Dutch politics explained
by H. Numan
Most readers here are American, and you folks have a two party system. We have a very different system, in which it is next to impossible for one party to gain a majority. It’s totally different, looks incomprehensibly complicated but it sort of works. Both systems have advantages and disadvantages. Our system isn’t better or worse than yours. Just different. Both systems weren’t invented yesterday. A lot of it comes from history. Both can very easily be perverted into something other than a democracy. Trump saved American democracy in the nick of time. I hope Wilders can do the same for us.
Let’s dive into history for a bit. It’s really interesting. I think few people know that the US constitution is directly based on the Union of Utrecht, for example.
The present-day kingdom of the Netherlands is not all that old. It only emerged after the fall of Napoleon. The exact date is difficult to give, even for a history buff like me. 2 December 1813 or 24 August 1815, depending on your viewpoint. Prince William VI didn’t like constitutions one little bit, and he simply refused one. He’d much rather have been an absolute ruling prince than a king under a constitution. It took a lot of effort to change his mind. That’s why there are different dates.
In 1813 Prince William VI landed in Scheveningen from England and accepted the throne as Prince. In 1815 he accepted the throne as king under a constitution. From prince William VI he was promoted to King William I. Both names refer to Prince William the Silent, of whom he wasn’t even a descendant… but appearances do matter. “What’s in a name?” asked the great bard. “EVERYTHING!” replies the Dutch royal family.
The people who made him change his mind weren’t exactly democrats themselves. They all (the prince/king included) wanted to return to the happy days of yesteryear before the French Revolution spoiled everything. Regrettably, they succeeded for the better part. It doesn’t differ that much from America, mind you. A small class of people who rule the country and a very large class that actually do the work. Please bear in mind I abhor communism and socialism. Any resemblance is purely coincidental. It’s easier for an American paperboy to become president than for a Dutch paperboy, I grant you that. In both countries it’s possible, but not likely. If your name is Bush, for example, you’ll do your paper round five minutes for appearances’ sake. Then it’s off to the cursus honorum on your way to the senate or the presidency. In Holland it works exactly the same way. The big difference is that important decisions are always a compromise in Holland, while in America it’s decided within one party.
In the past, and for the greater part of our history, what is now The Netherlands was a republic. The Republic of the Seven United Netherlands, to be exact. That’s were the plural ‘The Netherlands’ comes from. There are more of them then just one. Seven provinces united in their struggle for independence from Spain. Each province was a completely independent state. The only two things they tried to do together were defense and foreign policy, as little as possible. The Dutch navy of the 17th century was well-known and feared, but there was no Dutch navy. The city of Rotterdam had an admiralty; so did Amsterdam, Friesland, North Holland (outside Amsterdam), and the province of Zealand. They worked together, yes. But were completely independent from each other. One served as an officer in that particular admiralty. Transfers could and did happen, but most served within one single admiralty their whole career or life. Sometimes admiralties clashed (not in war, though) and didn’t always agree. Each did what it thought was best. Selfish interests prevailed. Some things don’t really change, do they?

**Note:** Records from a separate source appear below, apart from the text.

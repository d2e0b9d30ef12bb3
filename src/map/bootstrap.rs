use dioxus::document::Eval;
use dioxus::logger::tracing;
use dioxus::prelude::*;
use serde::Deserialize;

use super::google::MAP_GLOBAL;
use crate::contexts::{ProviderError, ProviderResult};
use crate::utils::config;

#[derive(Debug, Clone, Copy, PartialEq, Eq, Default)]
pub enum LoadState {
    #[default]
    Idle,
    Loading,
    Ready,
    Failed,
}

/// Once-only guard around loading the map provider script
#[derive(Debug, Default, Clone, PartialEq)]
pub struct ProviderLoader {
    state: LoadState,
}

impl ProviderLoader {
    pub fn state(&self) -> LoadState {
        self.state
    }

    /// Claim the load. Only the first call from `Idle` gets `true`.
    pub fn begin(&mut self) -> bool {
        if self.state != LoadState::Idle {
            return false;
        }
        self.state = LoadState::Loading;
        true
    }

    pub fn finish(&mut self, result: &ProviderResult<()>) {
        self.state = match result {
            Ok(()) => LoadState::Ready,
            Err(_) => LoadState::Failed,
        };
    }
}

/// Events the attached map reports back to Rust
#[derive(Debug, Clone, PartialEq, Deserialize)]
#[serde(tag = "kind", rename_all = "lowercase")]
pub enum MapEvent {
    Ready,
    Click { id: u32, title: String },
    Close,
}

/// Load the provider script unless it is already loaded or loading, and return
/// the resulting state. Safe to call any number of times.
pub async fn ensure_provider_loaded(mut loader: Signal<ProviderLoader>) -> LoadState {
    if !loader.write().begin() {
        return loader.peek().state();
    }

    let src = config::maps_script_url();
    let result = load_script(&src).await;
    if let Err(e) = &result {
        tracing::error!("{}", e);
    }
    loader.write().finish(&result);
    loader.peek().state()
}

async fn load_script(src: &str) -> ProviderResult<()> {
    let script = format!(
        r#"
        if (typeof window.google === 'object' && typeof window.google.maps === 'object') {{
            return true;
        }}
        return await new Promise((resolve) => {{
            const script = document.createElement('script');
            script.src = {src};
            script.async = true;
            script.onload = () => resolve(true);
            script.onerror = () => resolve(false);
            document.head.appendChild(script);
        }});
        "#,
        src = serde_json::to_string(src).unwrap_or_default(),
    );

    let loaded: bool = document::eval(&script).join().await?;
    if loaded {
        tracing::info!("Map provider loaded");
        Ok(())
    } else {
        Err(ProviderError::ScriptLoad(src.to_string()))
    }
}

/// Create the map inside the map container and return the channel its
/// [`MapEvent`]s arrive on. The channel lives as long as the returned handle.
pub fn attach_map() -> Eval {
    let (lat, lng) = config::MAP_CENTER;
    document::eval(&format!(
        r#"
        const nm = {{
            map: new google.maps.Map(document.getElementById({container}), {{
                center: {{ lat: {lat}, lng: {lng} }},
                zoom: {zoom},
            }}),
            info: new google.maps.InfoWindow(),
            markers: {{}},
        }};
        nm.onMarkerClick = (id, title) => dioxus.send({{ kind: 'click', id, title }});
        nm.info.addListener('closeclick', () => dioxus.send({{ kind: 'close' }}));
        {global} = nm;
        dioxus.send({{ kind: 'ready' }});
        await new Promise(() => {{}});
        "#,
        container = serde_json::to_string(config::MAP_CONTAINER_ID).unwrap_or_default(),
        zoom = config::MAP_ZOOM,
        global = MAP_GLOBAL,
    ))
}

#[cfg(test)]
mod tests {
    use super::*;

    #[test]
    fn test_loader_begins_only_once() {
        let mut loader = ProviderLoader::default();
        assert_eq!(loader.state(), LoadState::Idle);
        assert!(loader.begin());
        assert!(!loader.begin());
        assert_eq!(loader.state(), LoadState::Loading);

        loader.finish(&Ok(()));
        assert_eq!(loader.state(), LoadState::Ready);
        assert!(!loader.begin());
    }

    #[test]
    fn test_failed_load_is_terminal() {
        let mut loader = ProviderLoader::default();
        loader.begin();
        loader.finish(&Err(ProviderError::ScriptLoad("x".to_string())));
        assert_eq!(loader.state(), LoadState::Failed);
        assert!(!loader.begin());
    }

    #[test]
    fn test_map_events_decode() {
        let click: MapEvent =
            serde_json::from_str(r#"{"kind":"click","id":1,"title":"Temple"}"#).unwrap();
        assert_eq!(click, MapEvent::Click { id: 1, title: "Temple".to_string() });
        let close: MapEvent = serde_json::from_str(r#"{"kind":"close"}"#).unwrap();
        assert_eq!(close, MapEvent::Close);
    }
}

It seems horribly complicated, and it of course was. But at that time this crude system was a big political improvement. So much so, that the founding fathers modeled the early USA on it. The Dutch republic was at that time two centuries old, so the founding fathers didn’t really copy it. They copied the concept and improved on it.
To make matters even more complicated … Yes, that is possible. The individual provinces weren’t really independent countries. The cities within a province were almost fully independent. Remnants of that can be found even today in our country. In the present day Netherlands cities have a large level of legal independence: they can raise taxes, sometimes ignore national laws, and most of the families from the 17th century (we call them ‘regents’) still control city politics, albeit behind the scenes. The cities had their own private armies, formed out of their middle- and upper-class citizens. Seen the Nightwatch, by Rembrandt? That was the private militia army of the city of Amsterdam. A big bank made a brilliant commercial out of it a few years ago. Watch it. You’ll really like it. Until a couple of years ago, a city could fund its own police force.
How did we reach a consensus? Very, very slowly. Let’s imagine that a war had to be declared. First, all cities had to approve of it, by majority vote, in their own city. They send a representative to their own provincial government. They had to meet and by majority agree. Then a representative of that provincial government had to vote within the States General (sort of parliament), and only then war could be declared. If you wonder how anything moved faster than continents, so do I. Mind you, this was a step up from medieval times. There were only four places in Europe without a monarchy: The Dutch Republic, the Swiss Confederation, Genoa and the Venetian Republic. Your founding fathers admired the Dutch Republic enough to base their constitution on it, but were clever enough to understand the snail should not become their national symbol.
You think that was slow? Forget it. It can get much worse. In Holland we say ‘op z’n elf en dertigst’ or, in English, ‘by way of the eleven and thirty’ for something that is really slow. The province of Friesland (or Frisia in English) has 11 cities and 30 districts, then and now. Each city and each district was allowed to vote on everything in the States General. Without their consent, there was no approval from the Frisian delegate. Phones didn’t exist, roads were very bad. So he had to travel by coach or on horseback, cross the Zuiderzee, travel to each of the 11 cities and 30 districts, argue in all of them, in order to get their aye or nay. Then travel all the way back and present that aye or nay in the States General. Glaciers move a whole lot faster than that.
There were of course shortcuts. They are very much present today. First of all, each political deal was discussed in private. See who would agree, or how much it would cost to make him agree. Backroom deals were an essential part of government, then and now. Next, everybody was equal, yes. But some were a lot more equal than others. On the provincial level the province of Holland was bigger than all the others combined. Within the province of Holland, Amsterdam was bigger (politically and economically) than all other cities in the province of Holland combined. Basically, if Amsterdam said ‘yes’ and the whole country said ‘no’, ‘yes’ it usually was.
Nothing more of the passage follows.